- DIRECTIONS FOR THIS TASK
Retyping the data exactly is the task. Include every line.
[Opening DATASET EXCERPTS section]
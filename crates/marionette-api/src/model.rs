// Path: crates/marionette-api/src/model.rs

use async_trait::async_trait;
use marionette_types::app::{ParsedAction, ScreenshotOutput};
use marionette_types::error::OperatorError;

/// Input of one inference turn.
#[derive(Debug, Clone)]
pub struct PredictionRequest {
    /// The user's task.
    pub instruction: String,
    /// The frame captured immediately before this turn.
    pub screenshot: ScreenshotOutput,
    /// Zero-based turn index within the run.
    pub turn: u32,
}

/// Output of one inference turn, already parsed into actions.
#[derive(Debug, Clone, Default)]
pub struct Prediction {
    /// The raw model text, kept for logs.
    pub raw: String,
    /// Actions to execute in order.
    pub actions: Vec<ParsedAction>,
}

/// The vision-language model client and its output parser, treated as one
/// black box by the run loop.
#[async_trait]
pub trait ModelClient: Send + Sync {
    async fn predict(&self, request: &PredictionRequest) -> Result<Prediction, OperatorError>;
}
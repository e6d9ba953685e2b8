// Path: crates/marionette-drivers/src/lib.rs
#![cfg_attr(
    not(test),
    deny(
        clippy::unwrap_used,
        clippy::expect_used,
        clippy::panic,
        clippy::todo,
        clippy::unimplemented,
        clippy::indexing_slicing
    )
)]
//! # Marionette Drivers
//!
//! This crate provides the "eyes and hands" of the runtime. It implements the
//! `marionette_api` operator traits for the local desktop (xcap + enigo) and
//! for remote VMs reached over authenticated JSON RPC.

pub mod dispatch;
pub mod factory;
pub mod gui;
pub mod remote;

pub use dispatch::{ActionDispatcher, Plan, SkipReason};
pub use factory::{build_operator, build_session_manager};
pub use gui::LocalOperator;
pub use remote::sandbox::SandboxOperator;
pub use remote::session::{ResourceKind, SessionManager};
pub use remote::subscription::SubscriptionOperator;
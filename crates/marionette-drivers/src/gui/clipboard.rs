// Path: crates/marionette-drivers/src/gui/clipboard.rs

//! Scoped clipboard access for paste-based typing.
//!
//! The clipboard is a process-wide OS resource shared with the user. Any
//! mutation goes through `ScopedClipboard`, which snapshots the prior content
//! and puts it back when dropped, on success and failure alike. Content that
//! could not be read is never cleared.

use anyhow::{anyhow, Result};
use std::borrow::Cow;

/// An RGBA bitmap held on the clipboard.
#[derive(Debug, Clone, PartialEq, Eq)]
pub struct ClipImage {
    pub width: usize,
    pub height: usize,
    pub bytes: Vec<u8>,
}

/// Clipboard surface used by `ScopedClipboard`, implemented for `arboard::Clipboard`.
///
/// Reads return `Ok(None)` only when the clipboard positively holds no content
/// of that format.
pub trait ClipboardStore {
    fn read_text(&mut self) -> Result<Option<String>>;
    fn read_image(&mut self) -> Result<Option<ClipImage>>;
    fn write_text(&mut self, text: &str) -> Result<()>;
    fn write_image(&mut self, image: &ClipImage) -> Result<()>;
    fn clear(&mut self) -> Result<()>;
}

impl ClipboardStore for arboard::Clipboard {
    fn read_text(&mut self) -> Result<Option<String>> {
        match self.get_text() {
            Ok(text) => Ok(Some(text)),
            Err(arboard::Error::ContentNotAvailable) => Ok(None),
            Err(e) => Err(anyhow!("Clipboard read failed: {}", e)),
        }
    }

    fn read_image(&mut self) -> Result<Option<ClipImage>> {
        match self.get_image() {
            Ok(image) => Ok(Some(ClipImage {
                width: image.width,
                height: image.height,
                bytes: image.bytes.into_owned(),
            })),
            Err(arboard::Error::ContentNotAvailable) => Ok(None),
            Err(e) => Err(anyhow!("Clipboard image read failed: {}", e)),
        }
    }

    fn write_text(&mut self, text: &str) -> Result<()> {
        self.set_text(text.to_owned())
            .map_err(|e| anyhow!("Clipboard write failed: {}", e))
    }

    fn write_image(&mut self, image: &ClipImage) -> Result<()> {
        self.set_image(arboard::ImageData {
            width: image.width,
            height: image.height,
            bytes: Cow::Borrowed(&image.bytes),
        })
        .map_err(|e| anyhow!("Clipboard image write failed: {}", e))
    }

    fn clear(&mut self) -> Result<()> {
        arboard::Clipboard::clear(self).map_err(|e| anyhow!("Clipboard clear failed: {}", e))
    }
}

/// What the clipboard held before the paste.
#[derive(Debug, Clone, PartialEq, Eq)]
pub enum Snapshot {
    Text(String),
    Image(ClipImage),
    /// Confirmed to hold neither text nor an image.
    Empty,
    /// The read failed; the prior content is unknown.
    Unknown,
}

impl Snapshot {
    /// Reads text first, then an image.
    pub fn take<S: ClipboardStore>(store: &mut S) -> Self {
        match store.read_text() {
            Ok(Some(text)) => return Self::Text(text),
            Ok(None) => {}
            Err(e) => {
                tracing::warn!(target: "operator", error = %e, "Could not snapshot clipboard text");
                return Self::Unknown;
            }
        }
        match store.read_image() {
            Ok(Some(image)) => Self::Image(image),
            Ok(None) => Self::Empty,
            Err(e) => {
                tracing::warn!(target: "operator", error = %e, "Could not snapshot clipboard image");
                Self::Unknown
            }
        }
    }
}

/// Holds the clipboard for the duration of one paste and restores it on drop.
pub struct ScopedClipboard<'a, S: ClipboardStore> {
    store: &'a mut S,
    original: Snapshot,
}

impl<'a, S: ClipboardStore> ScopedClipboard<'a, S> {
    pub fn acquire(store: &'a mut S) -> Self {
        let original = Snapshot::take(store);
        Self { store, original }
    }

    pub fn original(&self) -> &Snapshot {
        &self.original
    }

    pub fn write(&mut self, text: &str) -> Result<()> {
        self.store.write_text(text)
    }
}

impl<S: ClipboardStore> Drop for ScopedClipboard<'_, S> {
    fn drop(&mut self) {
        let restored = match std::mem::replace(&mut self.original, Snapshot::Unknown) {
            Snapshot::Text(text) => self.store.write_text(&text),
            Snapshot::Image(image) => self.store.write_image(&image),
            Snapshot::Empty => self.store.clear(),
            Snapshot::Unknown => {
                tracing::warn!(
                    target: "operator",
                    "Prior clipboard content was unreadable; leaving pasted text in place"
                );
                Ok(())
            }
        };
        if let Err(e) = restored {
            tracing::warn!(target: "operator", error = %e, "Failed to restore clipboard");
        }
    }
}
[Closing DATASET EXCERPTS section]
- WORKED SOLUTION
filename crates/marionette-api/src/model.rs
// Path: crates/marionette-api/src/model.rs

use async_trait::async_trait;
use marionette_types::app::{ParsedAction, ScreenshotOutput};
use marionette_types::error::OperatorError;

/// Input of one inference turn.
#[derive(Debug, Clone)]
pub struct PredictionRequest {
    /// The user's task.
    pub instruction: String,
    /// The frame captured immediately before this turn.
    pub screenshot: ScreenshotOutput,
    /// Zero-based turn index within the run.
    pub turn: u32,
}

/// Output of one inference turn, already parsed into actions.
#[derive(Debug, Clone, Default)]
pub struct Prediction {
    /// The raw model text, kept for logs.
    pub raw: String,
    /// Actions to execute in order.
    pub actions: Vec<ParsedAction>,
}

/// The vision-language model client and its output parser, treated as one
/// black box by the run loop.
#[async_trait]
pub trait ModelClient: Send + Sync {
    async fn predict(&self, request: &PredictionRequest) -> Result<Prediction, OperatorError>;
}
repository e6d9ba953685e2b8
// Path: crates/marionette-drivers/src/lib.rs
#![cfg_attr(
    not(test),
    deny(
        clippy::unwrap_used,
        clippy::expect_used,
        clippy::panic,
        clippy::todo,
        clippy::unimplemented,
        clippy::indexing_slicing
    )
)]
//! # Marionette Drivers
//!
//! This crate provides the "eyes and hands" of the runtime. It implements the
//! `marionette_api` operator traits for the local desktop (xcap + enigo) and
//! for remote VMs reached over authenticated JSON RPC.

pub mod dispatch;
pub mod factory;
pub mod gui;
pub mod remote;

pub use dispatch::{ActionDispatcher, Plan, SkipReason};
pub use factory::{build_operator, build_session_manager};
pub use gui::LocalOperator;
pub use remote::sandbox::SandboxOperator;
pub use remote::session::{ResourceKind, SessionManager};
pub use remote::subscription::SubscriptionOperator;
filename crates/marionette-drivers/src/gui/clipboard.rs
// Path: crates/marionette-drivers/src/gui/clipboard.rs

//! Scoped clipboard access for paste-based typing.
//!
//! The clipboard is a process-wide OS resource shared with the user. Any
//! mutation goes through `ScopedClipboard`, which snapshots the prior content
//! and puts it back when dropped, on success and failure alike. Content that
//! could not be read is never cleared.

use anyhow::{anyhow, Result};
use std::borrow::Cow;

/// An RGBA bitmap held on the clipboard.
#[derive(Debug, Clone, PartialEq, Eq)]
pub struct ClipImage {
    pub width: usize,
    pub height: usize,
    pub bytes: Vec<u8>,
}

/// Clipboard surface used by `ScopedClipboard`, implemented for `arboard::Clipboard`.
///
/// Reads return `Ok(None)` only when the clipboard positively holds no content
/// of that format.
pub trait ClipboardStore {
    fn read_text(&mut self) -> Result<Option<String>>;
    fn read_image(&mut self) -> Result<Option<ClipImage>>;
    fn write_text(&mut self, text: &str) -> Result<()>;
    fn write_image(&mut self, image: &ClipImage) -> Result<()>;
    fn clear(&mut self) -> Result<()>;
}

impl ClipboardStore for arboard::Clipboard {
    fn read_text(&mut self) -> Result<Option<String>> {
        match self.get_text() {
            Ok(text) => Ok(Some(text)),
            Err(arboard::Error::ContentNotAvailable) => Ok(None),
            Err(e) => Err(anyhow!("Clipboard read failed: {}", e)),
        }
    }

    fn read_image(&mut self) -> Result<Option<ClipImage>> {
        match self.get_image() {
            Ok(image) => Ok(Some(ClipImage {
                width: image.width,
                height: image.height,
                bytes: image.bytes.into_owned(),
            })),
            Err(arboard::Error::ContentNotAvailable) => Ok(None),
            Err(e) => Err(anyhow!("Clipboard image read failed: {}", e)),
        }
    }

    fn write_text(&mut self, text: &str) -> Result<()> {
        self.set_text(text.to_owned())
            .map_err(|e| anyhow!("Clipboard write failed: {}", e))
    }

    fn write_image(&mut self, image: &ClipImage) -> Result<()> {
        self.set_image(arboard::ImageData {
            width: image.width,
            height: image.height,
            bytes: Cow::Borrowed(&image.bytes),
        })
        .map_err(|e| anyhow!("Clipboard image write failed: {}", e))
    }

    fn clear(&mut self) -> Result<()> {
        arboard::Clipboard::clear(self).map_err(|e| anyhow!("Clipboard clear failed: {}", e))
    }
}

/// What the clipboard held before the paste.
#[derive(Debug, Clone, PartialEq, Eq)]
pub enum Snapshot {
    Text(String),
    Image(ClipImage),
    /// Confirmed to hold neither text nor an image.
    Empty,
    /// The read failed; the prior content is unknown.
    Unknown,
}

impl Snapshot {
    /// Reads text first, then an image.
    pub fn take<S: ClipboardStore>(store: &mut S) -> Self {
        match store.read_text() {
            Ok(Some(text)) => return Self::Text(text),
            Ok(None) => {}
            Err(e) => {
                tracing::warn!(target: "operator", error = %e, "Could not snapshot clipboard text");
                return Self::Unknown;
            }
        }
        match store.read_image() {
            Ok(Some(image)) => Self::Image(image),
            Ok(None) => Self::Empty,
            Err(e) => {
                tracing::warn!(target: "operator", error = %e, "Could not snapshot clipboard image");
                Self::Unknown
            }
        }
    }
}

/// Holds the clipboard for the duration of one paste and restores it on drop.
pub struct ScopedClipboard<'a, S: ClipboardStore> {
    store: &'a mut S,
    original: Snapshot,
}

impl<'a, S: ClipboardStore> ScopedClipboard<'a, S> {
    pub fn acquire(store: &'a mut S) -> Self {
        let original = Snapshot::take(store);
        Self { store, original }
    }

    pub fn original(&self) -> &Snapshot {
        &self.original
    }

    pub fn write(&mut self, text: &str) -> Result<()> {
        self.store.write_text(text)
    }
}

impl<S: ClipboardStore> Drop for ScopedClipboard<'_, S> {
    fn drop(&mut self) {
        let restored = match std::mem::replace(&mut self.original, Snapshot::Unknown) {
            Snapshot::Text(text) => self.store.write_text(&text),
            Snapshot::Image(image) => self.store.write_image(&image),
            Snapshot::Empty => self.store.clear(),
            Snapshot::Unknown => {
                tracing::warn!(
                    target: "operator",
                    "Prior clipboard content was unreadable; leaving pasted text in place"
                );
                Ok(())
            }
        };
        if let Err(e) = restored {
            tracing::warn!(target: "operator", error = %e, "Failed to restore clipboard");
        }
    }
}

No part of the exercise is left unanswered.